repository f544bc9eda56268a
use std::time::{Duration, Instant};
use tracing::info;

/// A simple wall-clock timer for logging elapsed time.
pub struct Timer {
    label: String,
    start: Instant,
}

impl Timer {
    pub fn start(label: impl Into<String>) -> Self {
        let label = label.into();
        info!("⏱  Starting: {}", label);
        Self {
            label,
            start: Instant::now(),
        }
    }

    pub fn elapsed(&self) -> Duration {
        self.start.elapsed()
    }
}

impl Drop for Timer {
    fn drop(&mut self) {
        info!(
            "⏱  Finished: {} (took {:.2?})",
            self.label,
            self.start.elapsed()
        );
    }
}
// ── Reference synthesis ───────────────────────────────────────────────────────

/// `"{PREFIX}-{epochMillis}-{6 base36 chars}"` for listings with no natural
/// reference. The random tail keeps same-millisecond calls distinct; stability
/// across runs is a known limitation of synthesized references.
pub fn synth_reference(prefix: &str) -> String {
    let millis = Utc::now().timestamp_millis();
    let mut rng = rand::rng();
    let tail: String = (0..6)
        .map(|_| {
            let d = rng.random_range(0u32..36);
            char::from_digit(d, 36).unwrap_or('0')
        })
        .collect();
    format!("{}-{}-{}", prefix, millis, tail)
}

// ── Title sanity ──────────────────────────────────────────────────────────────

/// Reject values that are clearly not tender titles: bare numeric IDs, link
/// furniture ("Full Details"), and anything under 10 characters.
pub fn looks_like_title(s: &str) -> bool {
    let t = s.trim();
    if t.len() < 10 {
        return false;
    }
    if t.chars().all(|c| c.is_ascii_digit() || c.is_ascii_punctuation() || c.is_whitespace()) {
        return false;
    }
    let lower = t.to_lowercase();
    !matches!(
        lower.as_str(),
        "full details" | "view details" | "more information" | "view tender" | "read more..."
    )
}

// ── Selector-strategy fallback chain ──────────────────────────────────────────

pub type Strategy = fn(&Html) -> Vec<RawListing>;

/// Run an ordered chain of parsing strategies (most structured first) and
/// return the first non-empty yield. The matched strategy name is logged so
/// operators can tell when markup drift has pushed a portal onto a weaker
/// strategy.
pub fn run_strategies(portal: &str, doc: &Html, strategies: &[(&str, Strategy)]) -> Vec<RawListing> {
    for (name, strategy) in strategies {
        let listings = strategy(doc);
        if !listings.is_empty() {
            info!(
                "{}: strategy '{}' matched {} listings",
                portal,
                name,
                listings.len()
            );
            return listings;
        }
        debug!("{}: strategy '{}' yielded nothing", portal, name);
    }
    Vec::new()
}
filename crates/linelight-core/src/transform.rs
use thiserror::Error;
use tracing::{debug, trace};

use crate::annotate::annotate_lines;
use crate::engine::HighlightEngine;
use crate::language::{Language, language_token, tokenization_target};
use crate::meta::parse_meta;
use crate::segment::split_lines;
use crate::tree::{Element, Node, text_content};

/// Marker class appended to every processed code element.
pub const CODE_HIGHLIGHT_CLASS: &str = "code-highlight";

// The fence processor hands the meta string over out-of-band, as an
// attribute on the code element; it is consumed and removed here.
const META_ATTR: &str = "data-meta";

#[derive(Clone, Debug, Default, PartialEq, Eq)]
pub struct Options {
    /// Treat unknown languages as plain text instead of failing.
    pub ignore_missing: bool,
    /// Force line-number attributes on for every block, meta string or not.
    pub show_line_numbers: bool,
}

#[derive(Debug, Error, PartialEq, Eq)]
pub enum HighlightError {
    #[error("unknown language `{0}`")]
    UnknownLanguage(String),
}

/// Decorates every `<pre><code>` pair found in `nodes`, in place: token
/// spans from the engine, one `code-line` wrapper per physical source
/// line, and highlight/line-number markers from each block's meta string.
///
/// The first unknown language aborts the whole transformation unless
/// `ignore_missing` is set; everything processed so far keeps its result.
pub fn highlight_tree(
    nodes: &mut [Node],
    engine: &dyn HighlightEngine,
    options: &Options,
) -> Result<(), HighlightError> {
    for node in nodes.iter_mut() {
        let Node::Element(element) = node else {
            continue;
        };
        if element.tag == "pre" {
            for child in element.children.iter_mut() {
                if let Node::Element(code) = child
                    && code.tag == "code"
                {
                    highlight_code_element(code, engine, options)?;
                }
            }
        } else {
            highlight_tree(&mut element.children, engine, options)?;
        }
    }
    Ok(())
}

/// Runs the full pipeline on a single code element.
pub fn highlight_code_element(
    code: &mut Element,
    engine: &dyn HighlightEngine,
    options: &Options,
) -> Result<(), HighlightError> {
    let meta = code.remove_attr(META_ATTR);
    let mut spec = parse_meta(meta.as_deref());
    if options.show_line_numbers {
        spec.show_line_numbers = true;
    }

    let (language, diff) = resolve_language(code, engine, options)?;
    let raw_text = text_content(&code.children);

    let highlighted = match &language {
        Language::Resolved(canonical) => engine.highlight(&raw_text, canonical),
        Language::Plain | Language::Suppressed(_) => {
            if raw_text.is_empty() {
                Vec::new()
            } else {
                vec![Node::Text(raw_text.clone())]
            }
        }
    };

    let fragments = split_lines(highlighted);
    debug_assert_eq!(
        fragments.len(),
        expected_line_count(&raw_text),
        "engine altered the text it was given"
    );
    trace!(lines = fragments.len(), language = ?language, "segmented code block");

    // The new children are built fully before the swap, so a failure above
    // leaves the original tree untouched.
    code.add_class(CODE_HIGHLIGHT_CLASS);
    code.children = annotate_lines(fragments, &spec, diff);
    Ok(())
}

fn resolve_language(
    code: &Element,
    engine: &dyn HighlightEngine,
    options: &Options,
) -> Result<(Language, bool), HighlightError> {
    let Some(token) = language_token(code) else {
        return Ok((Language::Plain, false));
    };
    let (lookup, diff) = tokenization_target(token);
    match engine.resolve_language(lookup) {
        Some(canonical) => {
            debug!(token, canonical = canonical.as_str(), "resolved code language");
            Ok((Language::Resolved(canonical), diff))
        }
        None if options.ignore_missing => {
            debug!(token, "unknown code language suppressed");
            Ok((Language::Suppressed(token.to_string()), diff))
        }
        None => Err(HighlightError::UnknownLanguage(token.to_string())),
    }
}

fn expected_line_count(text: &str) -> usize {
    if text.is_empty() {
        0
    } else {
        text.split('\n').count()
    }
}
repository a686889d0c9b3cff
use crate::meta::RangeSpec;
use crate::segment::LineFragment;
use crate::tree::{Element, Node};

/// Wraps each fragment in its `code-line` container, in order.
///
/// Lines listed in the range spec gain the `highlight-line` marker; when
/// line numbers are on, every wrapper carries a `line` attribute counting
/// up from the spec's starting number. In diff mode a line whose text
/// starts with `+` or `-` is marked as an insertion or deletion.
pub fn annotate_lines(fragments: Vec<LineFragment>, spec: &RangeSpec, diff: bool) -> Vec<Node> {
    fragments
        .into_iter()
        .enumerate()
        .map(|(index, fragment)| {
            let mut wrapper = Element::new("span").with_class("code-line");
            if spec.highlighted_lines.contains(&(index + 1)) {
                wrapper.add_class("highlight-line");
            }
            if spec.show_line_numbers {
                wrapper.set_attr("line", (spec.line_number_start + index).to_string());
            }
            if diff {
                match leading_char(&fragment) {
                    Some('+') => mark_diff(&mut wrapper, "add"),
                    Some('-') => mark_diff(&mut wrapper, "del"),
                    _ => {}
                }
            }
            wrapper.children = fragment;
            Node::Element(wrapper)
        })
        .collect()
}

fn mark_diff(wrapper: &mut Element, kind: &str) {
    wrapper.add_class("diff");
    wrapper.add_class(kind);
    wrapper.set_attr("data-diff", kind);
}

fn leading_char(nodes: &[Node]) -> Option<char> {
    for node in nodes {
        let found = match node {
            Node::Text(content) => content.chars().next(),
            Node::Element(element) => leading_char(&element.children),
        };
        if found.is_some() {
            return found;
        }
    }
    None
}

#[cfg(test)]
mod tests {
    use super::annotate_lines;
    use crate::meta::{RangeSpec, parse_meta};
    use crate::tree::{Node, text_content};

    #[test]
    fn numbering_counts_from_the_configured_start() {
        let spec = parse_meta(Some("showLineNumbers=5"));
        let wrapped = annotate_lines(
            vec![vec![Node::text("a\n")], vec![Node::text("b")]],
            &spec,
            false,
        );
        let numbers: Vec<_> = wrapped
            .iter()
            .map(|node| match node {
                Node::Element(element) => element.attr("line").map(str::to_string),
                Node::Text(_) => None,
            })
            .collect();
        assert_eq!(numbers, vec![Some("5".to_string()), Some("6".to_string())]);
    }

    #[test]
    fn line_attribute_is_absent_when_numbers_are_off() {
        let wrapped = annotate_lines(vec![vec![Node::text("a")]], &RangeSpec::default(), false);
        let Node::Element(wrapper) = &wrapped[0] else {
            panic!("expected element");
        };
        assert_eq!(wrapper.attr("line"), None);
        assert!(wrapper.has_class("code-line"));
    }

    #[test]
    fn diff_lines_are_marked_by_their_leading_character() {
        let fragments = vec![
            vec![Node::text("+new\n")],
            vec![Node::text("-old\n")],
            vec![Node::text(" same\n")],
        ];
        let wrapped = annotate_lines(fragments, &RangeSpec::default(), true);
        let classes: Vec<Vec<String>> = wrapped
            .iter()
            .map(|node| match node {
                Node::Element(element) => element.classes.clone(),
                Node::Text(_) => Vec::new(),
            })
            .collect();
        assert_eq!(classes[0], vec!["code-line", "diff", "add"]);
        assert_eq!(classes[1], vec!["code-line", "diff", "del"]);
        assert_eq!(classes[2], vec!["code-line"]);
        assert_eq!(
            text_content(&wrapped),
            "+new\n-old\n same\n",
            "wrappers must not change the text"
        );
    }
}
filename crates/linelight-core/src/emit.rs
use ammonia::Builder;
use std::collections::{HashMap, HashSet};

use crate::tree::Node;

/// Serializes nodes to raw HTML.
///
/// Code content is whitespace-exact, so unlike a pretty-printer this
/// writer never inserts indentation or newlines of its own.
pub fn to_html(nodes: &[Node]) -> String {
    let mut out = String::new();
    for node in nodes {
        write_node(&mut out, node);
    }
    out
}

/// Serializes nodes and sanitizes the result against the tags and
/// attributes this crate emits.
pub fn to_html_sanitized(nodes: &[Node]) -> String {
    let raw_html = to_html(nodes);

    let tags: HashSet<&'static str> = ["pre", "code", "span"].iter().copied().collect();

    let mut generic_attributes: HashSet<&'static str> = HashSet::new();
    generic_attributes.insert("class");

    let mut tag_attributes = HashMap::new();
    tag_attributes.insert(
        "span",
        ["class", "line", "data-diff"].iter().copied().collect(),
    );

    let mut generic_attribute_prefixes = HashSet::new();
    generic_attribute_prefixes.insert("data-");

    Builder::new()
        .tags(tags)
        .generic_attributes(generic_attributes)
        .tag_attributes(tag_attributes)
        .generic_attribute_prefixes(generic_attribute_prefixes)
        .clean(&raw_html)
        .to_string()
}

fn write_node(out: &mut String, node: &Node) {
    match node {
        Node::Text(content) => out.push_str(&escape_html(content)),
        Node::Element(element) => {
            out.push('<');
            out.push_str(&element.tag);
            if !element.classes.is_empty() {
                out.push_str(" class=\"");
                for (index, class) in element.classes.iter().enumerate() {
                    if index > 0 {
                        out.push(' ');
                    }
                    out.push_str(&escape_attr(class));
                }
                out.push('"');
            }
            for (name, value) in &element.attrs {
                out.push(' ');
                out.push_str(name);
                out.push_str("=\"");
                out.push_str(&escape_attr(value));
                out.push('"');
            }
            out.push('>');
            for child in &element.children {
                write_node(out, child);
            }
            out.push_str("</");
            out.push_str(&element.tag);
            out.push('>');
        }
    }
}

fn escape_html(text: &str) -> String {
    let mut out = String::new();
    for ch in text.chars() {
        match ch {
            '&' => out.push_str("&amp;"),
            '<' => out.push_str("&lt;"),
            '>' => out.push_str("&gt;"),
            _ => out.push(ch),
        }
    }
    out
}

fn escape_attr(text: &str) -> String {
    let mut out = String::new();
    for ch in text.chars() {
        match ch {
            '&' => out.push_str("&amp;"),
            '<' => out.push_str("&lt;"),
            '>' => out.push_str("&gt;"),
            '"' => out.push_str("&quot;"),
            _ => out.push(ch),
        }
    }
    out
}

#[cfg(test)]
mod tests {
    use super::{to_html, to_html_sanitized};
    use crate::tree::{Element, Node};

    #[test]
    fn text_is_entity_escaped() {
        assert_eq!(to_html(&[Node::text("a < b && c > d")]), "a &lt; b &amp;&amp; c &gt; d");
    }

    #[test]
    fn elements_render_classes_then_attrs() {
        let mut span = Element::new("span").with_class("code-line");
        span.add_class("highlight-line");
        span.set_attr("line", "2");
        span.children.push(Node::text("x"));
        assert_eq!(
            to_html(&[Node::Element(span)]),
            "<span class=\"code-line highlight-line\" line=\"2\">x</span>"
        );
    }

    #[test]
    fn sanitizer_drops_tags_outside_the_output_surface() {
        let mut script = Element::new("script");
        script.children.push(Node::text("alert(1)"));
        let mut code = Element::new("code").with_class("code-highlight");
        code.children.push(Node::Element(script));
        code.children
            .push(Node::Element(Element::new("span").with_class("code-line")));
        let clean = to_html_sanitized(&[Node::Element(code)]);
        assert!(!clean.contains("<script"));
        assert!(clean.contains("code-line"));
    }
}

-------

Word for word, restate the lines of the listing above starting at the line with "under 10 characters." and ending at the line with "if t.chars().all(|c| c.is_ascii_digit()", and nothing outside them.

## [Exercise solution]
/// furniture ("Full Details"), and anything under 10 characters.
pub fn looks_like_title(s: &str) -> bool {
    let t = s.trim();
    if t.len() < 10 {
        return false;
    }
    if t.chars().all(|c| c.is_ascii_digit() || c.is_ascii_punctuation() || c.is_whitespace()) {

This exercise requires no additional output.